Quest'idea della personalità, la quale
fa nascere il rispetto, e che ci pone davanti agli occhi la sublimità
della nostra natura (secondo la sua determinazione), mentre nello stesso tempo
ci fa scorgere la mancanza di conformità del nostro modo
di agire riguardo ad essa, e così abbatte la nostra presunzione, è naturale e
facilmente percepibile anche alla ragione umana più ordinaria. Ogni
uomo, anche solo mediocremente onesto, non ha osservato talvolta
di essersi astenuto da una bugia, d'altronde inoffensiva,
con la quale egli poteva o trarre se stesso da una situazione spiacevole, o
persino recar giovamento a un amico caro e pieno di merito, soltanto per non
doversi disprezzare in segreto ai suoi propri occhi?

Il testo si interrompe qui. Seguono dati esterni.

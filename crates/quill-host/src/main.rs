//! Entry point for the `quill-host` binary.

use std::io::{self, Write};
use std::process::ExitCode;

fn main() -> ExitCode {
    let mut stdout = io::stdout().lock();
    match quill_host::cli::run(std::env::args_os(), &mut stdout) {
        Ok(()) => ExitCode::SUCCESS,
        Err(error) => {
            writeln!(io::stderr().lock(), "{error}").ok();
            ExitCode::FAILURE
        }
    }
}
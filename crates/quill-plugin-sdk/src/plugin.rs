//! The interface a plugin author implements.

use quill_plugins::{CapabilitySet, CommandSpec, KeyBindingSpec, MajorModeSpec, MinorModeSpec};
use quill_rpc::{RpcError, RpcFault};
use thiserror::Error;

use crate::host::HostClient;

/// Failures a plugin reports back to the host.
///
/// Every variant reaches the host as an application-level JSON-RPC error,
/// never as a transport failure.
#[derive(Debug, Error)]
pub enum PluginFailure {
    /// The plugin does not provide the command.
    #[error("unknown command '{name}'")]
    UnknownCommand {
        /// Command that was requested.
        name: String,
    },

    /// The command rejected its arguments.
    #[error("invalid arguments for '{command}': {message}")]
    InvalidArguments {
        /// Command that was requested.
        command: String,
        /// What was wrong.
        message: String,
    },

    /// A callback into the host failed.
    #[error("host call failed: {0}")]
    Host(#[from] RpcError),

    /// Any other failure.
    #[error("{0}")]
    Other(String),
}

impl From<PluginFailure> for RpcFault {
    fn from(failure: PluginFailure) -> Self {
        Self::application(failure.to_string())
    }
}

/// A Quill plugin.
///
/// Methods take `&self` because the host may run several commands at once;
/// keep mutable state behind a lock. Manifest methods are called once, when
/// the [`crate::PluginServer`] is built.
pub trait Plugin: Send + Sync + 'static {
    /// Plugin name.
    fn name(&self) -> &str;

    /// Plugin version.
    fn version(&self) -> &str;

    /// One-line description.
    fn description(&self) -> &str;

    /// Runs once the host callback channel is connected.
    ///
    /// # Errors
    ///
    /// A failure aborts initialization; the host will not load the plugin.
    fn initialize(&self, _host: &HostClient) -> Result<(), PluginFailure> {
        Ok(())
    }

    /// Runs once before the process exits.
    ///
    /// # Errors
    ///
    /// Failures are reported to the host, which logs them.
    fn cleanup(&self) -> Result<(), PluginFailure> {
        Ok(())
    }

    /// Features reported from `Initialize`, in addition to those implied by
    /// a non-empty manifest.
    fn capabilities(&self) -> CapabilitySet {
        CapabilitySet::new()
    }

    /// Contributed commands.
    fn commands(&self) -> Vec<CommandSpec> {
        Vec::new()
    }

    /// Contributed major modes.
    fn major_modes(&self) -> Vec<MajorModeSpec> {
        Vec::new()
    }

    /// Contributed minor modes.
    fn minor_modes(&self) -> Vec<MinorModeSpec> {
        Vec::new()
    }

    /// Contributed key bindings.
    fn key_bindings(&self) -> Vec<KeyBindingSpec> {
        Vec::new()
    }

    /// Runs one of the plugin's commands.
    ///
    /// Only names listed by [`Plugin::commands`] reach this method.
    ///
    /// # Errors
    ///
    /// Returns a [`PluginFailure`] when the command cannot complete.
    fn execute_command(
        &self,
        host: &HostClient,
        name: &str,
        args: &[String],
    ) -> Result<(), PluginFailure>;

    /// Completion candidates for `command` given the typed `prefix`.
    fn completions(&self, _command: &str, _prefix: &str) -> Vec<String> {
        Vec::new()
    }
}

2.Non c’è legge per il Bello
E stato il sogno, accarezzato in epoche varie, quello
d'attribuire al bello misure, criteri, parametri, coordinate. S'è parlato già
nell'antichità di simmetria, d'armonia, ossia di regolarità oggettiva. Ma come
valutare bello allora l'irregolare frastagliarsi della costa mediterranea, giù
dal dirupo di ginestre, dove cespugli e erbe diverse anticipano la visione
della distesa azzurra? Come valutare bella allora la rovina di una villa,
intorno alla quale prospera la magnificenza delle erbe? Come valutare bella
Elena allora, la quale si lascia sedurre da Paride, frantumando l'ordine del
suo matrimonio? O come valutare bella Didone allora, la quale si dispera, senza
il limite che la sua dignità regale le imporrebbe, ma sfrenando invece la sua
femminilità nello smarrimento lacerante del congedo?

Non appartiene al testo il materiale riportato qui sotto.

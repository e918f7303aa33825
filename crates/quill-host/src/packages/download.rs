//! Fetching package sources.

use std::fs;
use std::io::{self, Read};
use std::process::{Child, Command, Stdio};
use std::sync::Arc;
use std::thread;
use std::time::{Duration, Instant};

use camino::{Utf8Path, Utf8PathBuf};
use thiserror::Error;
use tracing::{debug, warn};

use super::PackageDeclaration;

const DOWNLOAD_TARGET: &str = "quill_host::packages::download";

const POLL_INTERVAL: Duration = Duration::from_millis(50);

/// Failures fetching package sources.
#[derive(Debug, Error)]
pub enum DownloadError {
    /// The download program could not be started.
    #[error("failed to run '{program}': {source}")]
    Spawn {
        /// Program name.
        program: String,
        /// Underlying error.
        #[source]
        source: Arc<io::Error>,
    },

    /// The download program exited unsuccessfully.
    #[error("'{program}' exited with status {status}: {stderr}")]
    Failed {
        /// Program name.
        program: String,
        /// Exit code, or -1 when killed by a signal.
        status: i32,
        /// Trimmed standard error output.
        stderr: String,
    },

    /// The download ran past its deadline and was killed.
    #[error("download timed out after {timeout_secs}s")]
    TimedOut {
        /// Configured timeout.
        timeout_secs: u64,
    },

    /// The destination could not be prepared.
    #[error("I/O error on '{path}': {source}")]
    Io {
        /// Path involved.
        path: Utf8PathBuf,
        /// Underlying error.
        #[source]
        source: Arc<io::Error>,
    },
}

/// Places a declared package's sources in a directory.
pub trait Downloader: Send + Sync {
    /// Downloads `declaration` into `destination`.
    ///
    /// # Errors
    ///
    /// Returns a [`DownloadError`] if the sources cannot be fetched.
    fn download(
        &self,
        declaration: &PackageDeclaration,
        destination: &Utf8Path,
    ) -> Result<(), DownloadError>;
}

/// Shallow-clones package repositories with `git`.
///
/// An existing destination is treated as already downloaded. A clone that
/// fails or times out has its destination removed so a partial checkout is
/// never mistaken for a finished one.
#[derive(Debug, Clone)]
pub struct GitDownloader {
    program: String,
    timeout: Duration,
}

impl GitDownloader {
    /// Uses `git` from `PATH`, killing clones that exceed `timeout`.
    #[must_use]
    pub fn new(timeout: Duration) -> Self {
        Self::with_program("git", timeout)
    }

    /// Uses a specific git executable.
    #[must_use]
    pub fn with_program(program: impl Into<String>, timeout: Duration) -> Self {
        Self {
            program: program.into(),
            timeout,
        }
    }
}

impl Downloader for GitDownloader {
    fn download(
        &self,
        declaration: &PackageDeclaration,
        destination: &Utf8Path,
    ) -> Result<(), DownloadError> {
        if destination.exists() {
            debug!(
                target: DOWNLOAD_TARGET,
                url = %declaration.url,
                destination = %destination,
                "reusing existing download"
            );
            return Ok(());
        }
        if let Some(parent) = destination.parent() {
            fs::create_dir_all(parent).map_err(|source| DownloadError::Io {
                path: parent.to_owned(),
                source: Arc::new(source),
            })?;
        }

        let mut command = Command::new(&self.program);
        command.args(["clone", "--depth", "1"]);
        if let Some(version) = &declaration.version {
            command.args(["--branch", version.as_str()]);
        }
        command
            .arg(&declaration.url)
            .arg(destination.as_std_path())
            .stdin(Stdio::null())
            .stdout(Stdio::null())
            .stderr(Stdio::piped());

        debug!(
            target: DOWNLOAD_TARGET,
            url = %declaration.url,
            version = ?declaration.version,
            destination = %destination,
            "cloning package"
        );
        let mut child = command.spawn().map_err(|source| DownloadError::Spawn {
            program: self.program.clone(),
            source: Arc::new(source),
        })?;
        let stderr = child.stderr.take().map(|mut pipe| {
            thread::spawn(move || {
                let mut text = String::new();
                drop(pipe.read_to_string(&mut text));
                text
            })
        });

        let outcome = wait_for_exit(&self.program, &mut child, self.timeout);
        let stderr = stderr
            .and_then(|handle| handle.join().ok())
            .unwrap_or_default();
        let result = match outcome {
            Ok(Some(0)) => return Ok(()),
            Ok(status) => Err(DownloadError::Failed {
                program: self.program.clone(),
                status: status.unwrap_or(-1),
                stderr: stderr.trim().to_owned(),
            }),
            Err(error) => Err(error),
        };
        discard_partial(destination);
        result
    }
}

fn discard_partial(destination: &Utf8Path) {
    if !destination.exists() {
        return;
    }
    match fs::remove_dir_all(destination) {
        Ok(()) => debug!(
            target: DOWNLOAD_TARGET,
            destination = %destination,
            "removed partial download"
        ),
        Err(error) => warn!(
            target: DOWNLOAD_TARGET,
            destination = %destination,
            %error,
            "failed to remove partial download"
        ),
    }
}

/// Polls the child until it exits, killing it once `timeout` passes.
///
/// Returns the exit code, `None` when the child died from a signal.
fn wait_for_exit(
    program: &str,
    child: &mut Child,
    timeout: Duration,
) -> Result<Option<i32>, DownloadError> {
    let start = Instant::now();
    loop {
        match child.try_wait() {
            Ok(Some(status)) => {
                debug!(target: DOWNLOAD_TARGET, program, ?status, "download process exited");
                return Ok(status.code());
            }
            Ok(None) if start.elapsed() > timeout => {
                warn!(
                    target: DOWNLOAD_TARGET,
                    timeout_secs = timeout.as_secs(),
                    "download timed out, killing process"
                );
                drop(child.kill());
                drop(child.wait());
                return Err(DownloadError::TimedOut {
                    timeout_secs: timeout.as_secs(),
                });
            }
            Ok(None) => thread::sleep(POLL_INTERVAL),
            Err(error) => {
                return Err(DownloadError::Spawn {
                    program: program.to_owned(),
                    source: Arc::new(error),
                });
            }
        }
    }
}
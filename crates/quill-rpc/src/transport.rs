//! Content-Length framing over arbitrary byte streams.
//!
//! Every frame on the wire is prefixed with a header block:
//! ```text
//! Content-Length: <length>\r\n
//! \r\n
//! <payload>
//! ```
//! The reading and writing halves are split so the connection can park a
//! dedicated reader thread on one side while callers share the other.

use std::io::{BufRead, Write};

use crate::error::TransportError;

const CONTENT_LENGTH: &str = "Content-Length: ";

/// Largest payload a [`FrameReader`] accepts.
pub const MAX_FRAME_BYTES: usize = 64 * 1024 * 1024;

/// Writes framed messages to an underlying byte sink.
#[derive(Debug)]
pub struct FrameWriter<W> {
    inner: W,
}

impl<W: Write> FrameWriter<W> {
    /// Wraps a writer.
    #[must_use]
    pub const fn new(inner: W) -> Self {
        Self { inner }
    }

    /// Writes one framed message and flushes the sink.
    ///
    /// # Errors
    ///
    /// Returns [`TransportError::Io`] if writing or flushing fails.
    pub fn send(&mut self, payload: &[u8]) -> Result<(), TransportError> {
        let header = format!("{CONTENT_LENGTH}{}\r\n\r\n", payload.len());
        self.inner.write_all(header.as_bytes())?;
        self.inner.write_all(payload)?;
        self.inner.flush()?;
        Ok(())
    }

    /// Returns the wrapped writer.
    pub fn into_inner(self) -> W {
        self.inner
    }
}

/// Reads framed messages from an underlying buffered byte source.
#[derive(Debug)]
pub struct FrameReader<R> {
    inner: R,
}

impl<R: BufRead> FrameReader<R> {
    /// Wraps a buffered reader.
    #[must_use]
    pub const fn new(inner: R) -> Self {
        Self { inner }
    }

    /// Reads one framed message, blocking until it is complete.
    ///
    /// # Errors
    ///
    /// Returns [`TransportError::Closed`] when the stream ends cleanly before
    /// a header starts, [`TransportError::MissingContentLength`] or
    /// [`TransportError::InvalidHeader`] for malformed headers,
    /// [`TransportError::FrameTooLarge`] when the announced length exceeds
    /// [`MAX_FRAME_BYTES`], and [`TransportError::Io`] when the stream fails
    /// mid-frame.
    pub fn receive(&mut self) -> Result<Vec<u8>, TransportError> {
        let content_length = self.read_headers()?;
        if content_length > MAX_FRAME_BYTES {
            return Err(TransportError::FrameTooLarge {
                length: content_length,
                limit: MAX_FRAME_BYTES,
            });
        }
        let mut content = vec![0_u8; content_length];
        self.inner.read_exact(&mut content)?;
        Ok(content)
    }

    fn read_headers(&mut self) -> Result<usize, TransportError> {
        let mut content_length: Option<usize> = None;
        let mut seen_header = false;

        loop {
            let mut line = String::new();
            let bytes_read = self.inner.read_line(&mut line)?;
            if bytes_read == 0 {
                if seen_header {
                    return Err(TransportError::Io(std::io::Error::new(
                        std::io::ErrorKind::UnexpectedEof,
                        "stream closed while reading headers",
                    )));
                }
                return Err(TransportError::Closed);
            }
            seen_header = true;

            let trimmed = line.trim();
            if trimmed.is_empty() {
                break;
            }

            if let Some(value) = trimmed.strip_prefix(CONTENT_LENGTH) {
                content_length = Some(value.parse().map_err(|_| TransportError::InvalidHeader)?);
            }
        }

        content_length.ok_or(TransportError::MissingContentLength)
    }
}

#[cfg(test)]
mod tests {
    use std::io::Cursor;

    use rstest::rstest;

    use super::*;

    fn reader(input: &[u8]) -> FrameReader<Cursor<Vec<u8>>> {
        FrameReader::new(Cursor::new(input.to_vec()))
    }

    #[rstest]
    fn writes_content_length_header() {
        let mut writer = FrameWriter::new(Vec::new());
        writer.send(b"test payload").expect("send failed");

        let written = String::from_utf8(writer.into_inner()).expect("invalid utf8");
        assert_eq!(written, "Content-Length: 12\r\n\r\ntest payload");
    }

    #[rstest]
    fn reads_consecutive_frames() {
        let mut frames = reader(b"Content-Length: 5\r\n\r\nhelloContent-Length: 3\r\n\r\nbye");

        assert_eq!(frames.receive().expect("first frame"), b"hello");
        assert_eq!(frames.receive().expect("second frame"), b"bye");
        assert!(matches!(frames.receive(), Err(TransportError::Closed)));
    }

    #[rstest]
    fn ignores_additional_headers() {
        let mut frames = reader(b"Content-Length: 4\r\nContent-Type: application/json\r\n\r\ntest");
        assert_eq!(frames.receive().expect("frame"), b"test");
    }

    #[rstest]
    #[case(b"Content-Type: application/json\r\n\r\ntest".as_slice())]
    fn rejects_missing_length(#[case] input: &[u8]) {
        let result = reader(input).receive();
        assert!(matches!(result, Err(TransportError::MissingContentLength)));
    }

    #[rstest]
    fn rejects_unparsable_length() {
        let result = reader(b"Content-Length: many\r\n\r\ntest").receive();
        assert!(matches!(result, Err(TransportError::InvalidHeader)));
    }

    #[rstest]
    #[case::past_the_limit(b"Content-Length: 67108865\r\n\r\n".as_slice())]
    #[case::usize_max(b"Content-Length: 18446744073709551615\r\n\r\n".as_slice())]
    fn oversized_frames_are_refused_before_reading(#[case] input: &[u8]) {
        let result = reader(input).receive();
        assert!(matches!(
            result,
            Err(TransportError::FrameTooLarge { limit: MAX_FRAME_BYTES, .. })
        ));
    }

    #[rstest]
    fn truncated_header_is_an_io_error() {
        let result = reader(b"Content-Length: 10").receive();
        assert!(matches!(result, Err(TransportError::Io(_))));
    }

    #[rstest]
    fn truncated_payload_is_an_io_error() {
        let result = reader(b"Content-Length: 10\r\n\r\nabc").receive();
        assert!(matches!(result, Err(TransportError::Io(_))));
    }
}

Il bello non ha legge alcuna, tanto meno quella della
simmetria.
Può
essere bella una frase sconnessa, detta da un bambino che esclama la sua
felicità d'essere nel mondo, perché qualcuno lo ha premiato con un piccolo
regalo insignificante. Può essere bello un paesaggio periferico, quando vi
s'accenda un lume pur superstite d'intimità domestica Può essere‑bella
un'autostrada, quando vi si rifletta la pioggia che purifica noi stessi. Non c'è
regola alcuna, capace di darne dunque misura, né criterio, né regole.
C'è
una corrispondenza
Alcune foglie di una pianta frondosa, la quale
fiorisce nella terrazza, s'aprono al sole della giornata tersa. Altre foglie ne
seguono i movimenti impercettibili e si protendono anch'esse alla luce calda
che le indora, diffondendosi per il muretto rosseggiante, il pavimento candido
che risplende, i tetti dalle tegole vermiglie nel cobalto diffuso del cielo,
l'ora magnifica di limpidità.
Gli occhi di chi guarda tutto ciò partecipano a
quanto si sta formando tra questi particolari della terra, la terrazza, le
foglie, i mattoni, le mattonelle, i tetti e il sereno più vasto. È evidente che
la vitalità profusa dal cielo in quest'ora fortunata chiama insieme il mondo
vegetale, quello minerale, quello aereo e quello umano.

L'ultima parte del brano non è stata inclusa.